En outre, Carlo Martuscelli, Elsa Braun et le directeur de la rédaction de Politico John Harris ont été mis au courant de cette situation sans qu'ils donnent suite aux messages de France-Soir.
Trois questions fondamentales se posent :
- Vu la situation, comment ce type de structure (de Politico) est-elle compatible avec la charte de Munich ? Est-ce un média ou un organe propagande ?
- Pourquoi Politico traite une information inédite dans l'histoire de l'UE, à savoir des Etats membres qui poursuivent une président en exercice, de manière accessoire et secondaire ?
- Comment l'EPPO peut-il se déclarer compétent sur cette affaire sans communication officielle ?
Sur le dernier point, rappelons que la compétence de l'EPPO, mis en place en 2021, ressort d'une directive PIF qui limite sa compétence sur le champ particulier des infractions sur le blanchiment d'argent et dans l'éventualité où le budget de l'Union européenne en est victime.
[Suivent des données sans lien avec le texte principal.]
use chrono::Utc;
use serde::{Deserialize, Serialize};

/// Audit trail embedded in every persisted object under the `journal` key.
///
/// Dates are unix milliseconds; zero means "never".
#[derive(Serialize, Deserialize, Debug, Clone, Default, PartialEq, Eq)]
#[serde(default, rename_all = "camelCase")]
pub struct Journal {
    pub create_date: i64,
    pub update_date: i64,
    pub delete_date: i64,
    #[serde(skip_serializing_if = "String::is_empty")]
    pub note: String,
    pub revision: i64,
}

impl Journal {
    /// Key under which the journal is stored.
    pub const FIELD: &'static str = "journal";
    /// Path of the soft-delete marker inside a stored document.
    pub const DELETE_DATE_PATH: &'static str = "journal.deleteDate";

    #[must_use]
    pub fn new() -> Self {
        Self::default()
    }

    /// True until the object has been created in the database.
    #[must_use]
    pub const fn is_new(&self) -> bool {
        self.create_date == 0
    }

    #[must_use]
    pub const fn is_deleted(&self) -> bool {
        self.delete_date > 0
    }

    pub fn set_created(&mut self, note: &str) {
        self.create_date = now_millis();
        self.note = note.to_string();
    }

    pub fn set_updated(&mut self, note: &str) {
        self.update_date = now_millis();
        self.note = note.to_string();
        self.revision += 1;
    }

    pub fn set_deleted(&mut self, note: &str) {
        self.delete_date = now_millis();
        self.note = note.to_string();
    }
}

fn now_millis() -> i64 {
    Utc::now().timestamp_millis()
}

#[cfg(test)]
mod tests {
    use super::*;

    #[test]
    fn lifecycle() {
        let mut j = Journal::new();
        assert!(j.is_new());
        j.set_updated("first");
        j.set_created("first");
        assert!(!j.is_new());
        assert_eq!(j.revision, 1);
        j.set_deleted("gone");
        assert!(j.is_deleted());
        assert_eq!(j.note, "gone");
    }

    #[test]
    fn serializes_camel_case() {
        let j = Journal { create_date: 5, ..Journal::default() };
        let doc = bson::serialize_to_document(&j).unwrap();
        assert_eq!(doc.get_i64("createDate").unwrap(), 5);
        assert_eq!(doc.get_i64("deleteDate").unwrap(), 0);
        assert!(!doc.contains_key("note"));
    }
}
Les infractions, destruction d'un document public et immixtion dans les fonctions publiques, dénoncées par Frédéric Baldan ne ressortent pas de cette directive PIF sur lesquelles il n'y a aucune raison que l'EPPO ait la moindre compétence. Par contre, une compétence partagée peut exister sur le chef de corruption, si on considère que l'Union européenne est victime aussi des agissements d'Ursula von der Leyen.
L'EPPO est nouveau et tout cela n'a jamais été mis en œuvre avant. Sa compétence sur le chef de corruption pourrait être regardée comme concurrente de celle de la Belgique, ne serait-ce pas parce qu'il a une double victime ? À ce moment-là, Laura Codruța Kövesi, procureur en chef du Parquet Fédéral européen, devrait se constituer devant l'EPPO, en faisant valoir uniquement les intérêts de l'Union européenne qu'elle représente sans exclure les autres victimes que sont, entre-autres les États, Frédéric Baldan et les partis politiques.
Le 23 mars 2024, France-Soir écrivait :
« l'omerta des uns et la censure des autres interpellent. L'horizon juridico-politique d'Ursula von der Leyen s'obscurcit. Les éléments de l'affaire UrsulaGate sont sur la table, et cela fera probablement couler beaucoup d'encre au cours des prochaines semaines. »
Une source proche du dossier pénal en Belgique confirme ce jour que « le juge Frenay est toujours en charge, malgré les pressions exercées par l'EPPO. » L'encre coule bien cependant, la concurrence sur le chef de la corruption entre l'EPPO et la Belgique ne permet donc pas de titrer, tel que Politico le fait, que l'EPPO a repris la plainte ! Omerta, Censure et mystères subsistent bien.
Dans une optique confraternelle, nous publierons l'éventuelle réponse de Politico.